Task brief |
Instruction for the data below: set down exactly the lines from the line with "pub fn new()" to the line with "pub fn object(&self, url: &str)", inclusive, and no others.

(Stored data)
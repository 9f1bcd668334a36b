//! Upload gateway: turns a rendered certificate file into a permanent URL.

use std::collections::HashMap;
use std::path::Path;
use std::sync::Mutex;
use std::sync::atomic::{AtomicBool, AtomicUsize, Ordering};
use std::time::Duration;

use async_trait::async_trait;
use chrono::Utc;
use serde::Deserialize;
use sha1::{Digest, Sha1};

const CLOUDINARY_API_BASE: &str = "https://api.cloudinary.com/v1_1";
const DEFAULT_REQUEST_TIMEOUT: Duration = Duration::from_secs(60);

/// Default Cloudinary folder for certificates.
pub const DEFAULT_UPLOAD_FOLDER: &str = "certificates";

/// Errors from an upload gateway.
#[derive(Debug, thiserror::Error)]
pub enum UploadError {
    /// The local file could not be read.
    #[error("failed to read {path}: {source}")]
    Io {
        /// Path of the file being uploaded.
        path: String,
        /// Underlying I/O error.
        #[source]
        source: std::io::Error,
    },

    /// Transport-level failure talking to the storage service.
    #[error("upload request failed: {0}")]
    Http(#[from] reqwest::Error),

    /// The storage service refused the upload.
    #[error("upload rejected (status {status}): {message}")]
    Rejected {
        /// HTTP status code returned.
        status: u16,
        /// Message from the service.
        message: String,
    },

    /// The gateway is misconfigured.
    #[error("upload gateway misconfigured: {0}")]
    Config(String),
}

/// Uploads a local file and returns its permanent URL.
///
/// Re-uploading the same file is allowed; implementations may overwrite or
/// create a second stored asset.
#[async_trait]
pub trait UploadGateway: Send + Sync + 'static {
    /// Uploads `local_path` and returns the URL it can be downloaded from.
    async fn upload(&self, local_path: &Path) -> Result<String, UploadError>;
}

// ============================================================================
// Cloudinary
// ============================================================================

/// Credentials and placement for Cloudinary signed uploads.
#[derive(Clone)]
pub struct CloudinaryConfig {
    /// Cloud name (account identifier).
    pub cloud_name: String,
    /// API key.
    pub api_key: String,
    /// API secret used for signing.
    pub api_secret: String,
    /// Destination folder.
    pub folder: String,
}

impl std::fmt::Debug for CloudinaryConfig {
    fn fmt(&self, f: &mut std::fmt::Formatter<'_>) -> std::fmt::Result {
        f.debug_struct("CloudinaryConfig")
            .field("cloud_name", &self.cloud_name)
            .field("api_key", &self.api_key)
            .field("api_secret", &"[REDACTED]")
            .field("folder", &self.folder)
            .finish()
    }
}

#[derive(Debug, Deserialize)]
struct CloudinaryResponse {
    secure_url: Option<String>,
    error: Option<CloudinaryErrorBody>,
}

#[derive(Debug, Deserialize)]
struct CloudinaryErrorBody {
    message: String,
}

/// Signed-upload gateway for Cloudinary.
///
/// The public id is the file stem, so re-uploading a regenerated
/// certificate replaces the stored asset.
#[derive(Debug, Clone)]
pub struct CloudinaryGateway {
    config: CloudinaryConfig,
    endpoint: String,
    client: reqwest::Client,
}

impl CloudinaryGateway {
    /// Creates a gateway for the configured cloud.
    ///
    /// # Errors
    ///
    /// Returns [`UploadError::Config`] if credentials are missing or the
    /// HTTP client cannot be built.
    pub fn new(config: CloudinaryConfig) -> Result<Self, UploadError> {
        for (name, value) in [
            ("cloud_name", &config.cloud_name),
            ("api_key", &config.api_key),
            ("api_secret", &config.api_secret),
        ] {
            if value.trim().is_empty() {
                return Err(UploadError::Config(format!("{name} must not be empty")));
            }
        }
        let client = reqwest::Client::builder()
            .timeout(DEFAULT_REQUEST_TIMEOUT)
            .build()
            .map_err(|e| UploadError::Config(format!("failed to build HTTP client: {e}")))?;
        let endpoint = format!("{CLOUDINARY_API_BASE}/{}/image/upload", config.cloud_name);
        Ok(Self {
            config,
            endpoint,
            client,
        })
    }

    /// Overrides the upload endpoint (tests).
    #[must_use]
    pub fn with_endpoint(mut self, endpoint: impl Into<String>) -> Self {
        self.endpoint = endpoint.into();
        self
    }
}

/// Builds the canonical string Cloudinary signs: `k=v` pairs sorted by key
/// and joined with `&`.
fn string_to_sign(params: &[(&str, String)]) -> String {
    let mut sorted: Vec<_> = params.iter().collect();
    sorted.sort_by(|a, b| a.0.cmp(b.0));
    sorted
        .iter()
        .map(|(k, v)| format!("{k}={v}"))
        .collect::<Vec<_>>()
        .join("&")
}

fn sign(params: &[(&str, String)], api_secret: &str) -> String {
    let mut hasher = Sha1::new();
    hasher.update(string_to_sign(params).as_bytes());
    hasher.update(api_secret.as_bytes());
    hex::encode(hasher.finalize())
}

#[async_trait]
impl UploadGateway for CloudinaryGateway {
    async fn upload(&self, local_path: &Path) -> Result<String, UploadError> {
        let bytes = tokio::fs::read(local_path)
            .await
            .map_err(|source| UploadError::Io {
                path: local_path.display().to_string(),
                source,
            })?;
        let file_name = local_path
            .file_name()
            .map_or_else(|| "certificate.png".to_string(), |n| n.to_string_lossy().into_owned());
        let public_id = local_path
            .file_stem()
            .map(|s| s.to_string_lossy().into_owned())
            .ok_or_else(|| UploadError::Config(format!("no file stem in {}", local_path.display())))?;

        let params = [
            ("folder", self.config.folder.clone()),
            ("overwrite", "true".to_string()),
            ("public_id", public_id),
            ("timestamp", Utc::now().timestamp().to_string()),
        ];
        let signature = sign(&params, &self.config.api_secret);

        let part = reqwest::multipart::Part::bytes(bytes)
            .file_name(file_name)
            .mime_str("image/png")?;
        let mut form = reqwest::multipart::Form::new()
            .part("file", part)
            .text("api_key", self.config.api_key.clone())
            .text("signature", signature);
        for (key, value) in params {
            form = form.text(key, value);
        }

        let response = self.client.post(&self.endpoint).multipart(form).send().await?;
        let status = response.status();
        let body: CloudinaryResponse = response.json().await?;

        if !status.is_success() {
            return Err(UploadError::Rejected {
                status: status.as_u16(),
                message: body
                    .error
                    .map_or_else(|| "no error message".to_string(), |e| e.message),
            });
        }

        let url = body.secure_url.ok_or_else(|| UploadError::Rejected {
            status: status.as_u16(),
            message: "response did not include secure_url".to_string(),
        })?;
        tracing::info!(path = %local_path.display(), url = %url, "certificate uploaded");
        Ok(url)
    }
}

// ============================================================================
// In-memory gateway
// ============================================================================

/// In-process gateway for tests and local development.
///
/// Returns `memory://<file stem>` URLs and keeps the uploaded bytes.
#[derive(Debug, Default)]
pub struct MemoryGateway {
    uploads: AtomicUsize,
    fail: AtomicBool,
    objects: Mutex<HashMap<String, Vec<u8>>>,
}

impl MemoryGateway {
    /// Creates an empty gateway.
    #[must_use]
    pub fn new() -> Self {
        Self::default()
    }

    /// Number of successful uploads so far.
    #[must_use]
    pub fn upload_count(&self) -> usize {
        self.uploads.load(Ordering::SeqCst)
    }

    /// Makes subsequent uploads fail (or succeed again).
    pub fn set_failing(&self, fail: bool) {
        self.fail.store(fail, Ordering::SeqCst);
    }

    /// Returns the stored bytes for a URL returned by [`UploadGateway::upload`].
    #[must_use]
    pub fn object(&self, url: &str) -> Option<Vec<u8>> {
        let objects = self.objects.lock().ok()?;
        objects.get(url).cloned()
    }
}

#[async_trait]
impl UploadGateway for MemoryGateway {
    async fn upload(&self, local_path: &Path) -> Result<String, UploadError> {
        if self.fail.load(Ordering::SeqCst) {
            return Err(UploadError::Rejected {
                status: 503,
                message: "memory gateway set to fail".to_string(),
            });
        }
        let bytes = tokio::fs::read(local_path)
            .await
            .map_err(|source| UploadError::Io {
                path: local_path.display().to_string(),
                source,
            })?;
        let stem = local_path
            .file_stem()
            .map_or_else(|| "object".to_string(), |s| s.to_string_lossy().into_owned());
        let url = format!("memory://{stem}");
        self.objects
            .lock()
            .map_err(|_| UploadError::Config("memory gateway lock poisoned".to_string()))?
            .insert(url.clone(), bytes);
        self.uploads.fetch_add(1, Ordering::SeqCst);
        Ok(url)
    }
}

#[cfg(test)]
mod tests {
    use super::*;
    use anyhow::{Context, Result};
    use axum::http::StatusCode;
    use axum::routing::post;
    use axum::Router;
    use serde_json::json;
    use tempfile::TempDir;

    async fn spawn_upload_server(status: StatusCode, body: serde_json::Value) -> Result<String> {
        let app = Router::new().route(
            "/upload",
            post(move || {
                let body = body.clone();
                async move { (status, axum::Json(body)) }
            }),
        );
        let listener = tokio::net::TcpListener::bind("127.0.0.1:0")
            .await
            .context("bind")?;
        let addr = listener.local_addr().context("local addr")?;
        tokio::spawn(async move {
            let _ = axum::serve(listener, app).await;
        });
        Ok(format!("http://{addr}/upload"))
    }

    fn config() -> CloudinaryConfig {
        CloudinaryConfig {
            cloud_name: "demo".to_string(),
            api_key: "key".to_string(),
            api_secret: "secret".to_string(),
            folder: DEFAULT_UPLOAD_FOLDER.to_string(),
        }
    }

    fn write_file(dir: &TempDir, name: &str) -> Result<std::path::PathBuf> {
        let path = dir.path().join(name);
        std::fs::write(&path, b"png-bytes").context("write file")?;
        Ok(path)
    }

    #[test]
    fn string_to_sign_sorts_keys() {
        let params = [
            ("timestamp", "1700000000".to_string()),
            ("folder", "certificates".to_string()),
            ("public_id", "23CS001_QUIZ".to_string()),
        ];
        assert_eq!(
            string_to_sign(&params),
            "folder=certificates&public_id=23CS001_QUIZ&timestamp=1700000000"
        );
    }

    #[test]
    fn sign_is_sha1_of_canonical_string_and_secret() {
        // SHA-1("abc")
        assert_eq!(sign(&[], "abc"), "a9993e364706816aba3e25717850c26c9cd0d89d");
    }

    #[test]
    fn new_rejects_missing_credentials() {
        let mut cfg = config();
        cfg.api_secret = "  ".to_string();
        assert!(matches!(
            CloudinaryGateway::new(cfg),
            Err(UploadError::Config(_))
        ));
    }

    #[test]
    fn config_debug_redacts_secret() {
        let rendered = format!("{:?}", config());
        assert!(!rendered.contains("\"secret\""));
        assert!(rendered.contains("[REDACTED]"));
    }

    #[tokio::test]
    async fn cloudinary_upload_returns_secure_url() -> Result<()> {
        let endpoint = spawn_upload_server(
            StatusCode::OK,
            json!({ "secure_url": "https://res.cloudinary.com/demo/certificates/23CS001_QUIZ.png" }),
        )
        .await?;
        let dir = TempDir::new()?;
        let path = write_file(&dir, "23CS001_QUIZ.png")?;

        let gateway = CloudinaryGateway::new(config())?.with_endpoint(endpoint);
        let url = gateway.upload(&path).await?;
        assert_eq!(
            url,
            "https://res.cloudinary.com/demo/certificates/23CS001_QUIZ.png"
        );
        Ok(())
    }

    #[tokio::test]
    async fn cloudinary_rejection_is_reported() -> Result<()> {
        let endpoint = spawn_upload_server(
            StatusCode::UNAUTHORIZED,
            json!({ "error": { "message": "Invalid Signature" } }),
        )
        .await?;
        let dir = TempDir::new()?;
        let path = write_file(&dir, "23CS001_QUIZ.png")?;

        let gateway = CloudinaryGateway::new(config())?.with_endpoint(endpoint);
        let err = gateway.upload(&path).await.unwrap_err();
        assert!(matches!(err, UploadError::Rejected { status: 401, .. }));
        assert!(err.to_string().contains("Invalid Signature"));
        Ok(())
    }

    #[tokio::test]
    async fn missing_file_is_an_io_error() -> Result<()> {
        let dir = TempDir::new()?;
        let gateway = MemoryGateway::new();
        let err = gateway
            .upload(&dir.path().join("missing.png"))
            .await
            .unwrap_err();
        assert!(matches!(err, UploadError::Io { .. }));
        Ok(())
    }

    #[tokio::test]
    async fn memory_gateway_counts_and_fails_on_demand() -> Result<()> {
        let dir = TempDir::new()?;
        let path = write_file(&dir, "23CS001_QUIZ.png")?;
        let gateway = MemoryGateway::new();

        let url = gateway.upload(&path).await?;
        assert_eq!(url, "memory://23CS001_QUIZ");
        assert_eq!(gateway.object(&url).as_deref(), Some(&b"png-bytes"[..]));
        assert_eq!(gateway.upload_count(), 1);

        gateway.set_failing(true);
        assert!(gateway.upload(&path).await.is_err());
        assert_eq!(gateway.upload_count(), 1);
        Ok(())
    }
}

Written reply |
    pub fn new() -> Self {
        Self::default()
    }

    /// Number of successful uploads so far.
    #[must_use]
    pub fn upload_count(&self) -> usize {
        self.uploads.load(Ordering::SeqCst)
    }

    /// Makes subsequent uploads fail (or succeed again).
    pub fn set_failing(&self, fail: bool) {
        self.fail.store(fail, Ordering::SeqCst);
    }

    /// Returns the stored bytes for a URL returned by [`UploadGateway::upload`].
    #[must_use]
    pub fn object(&self, url: &str) -> Option<Vec<u8>> {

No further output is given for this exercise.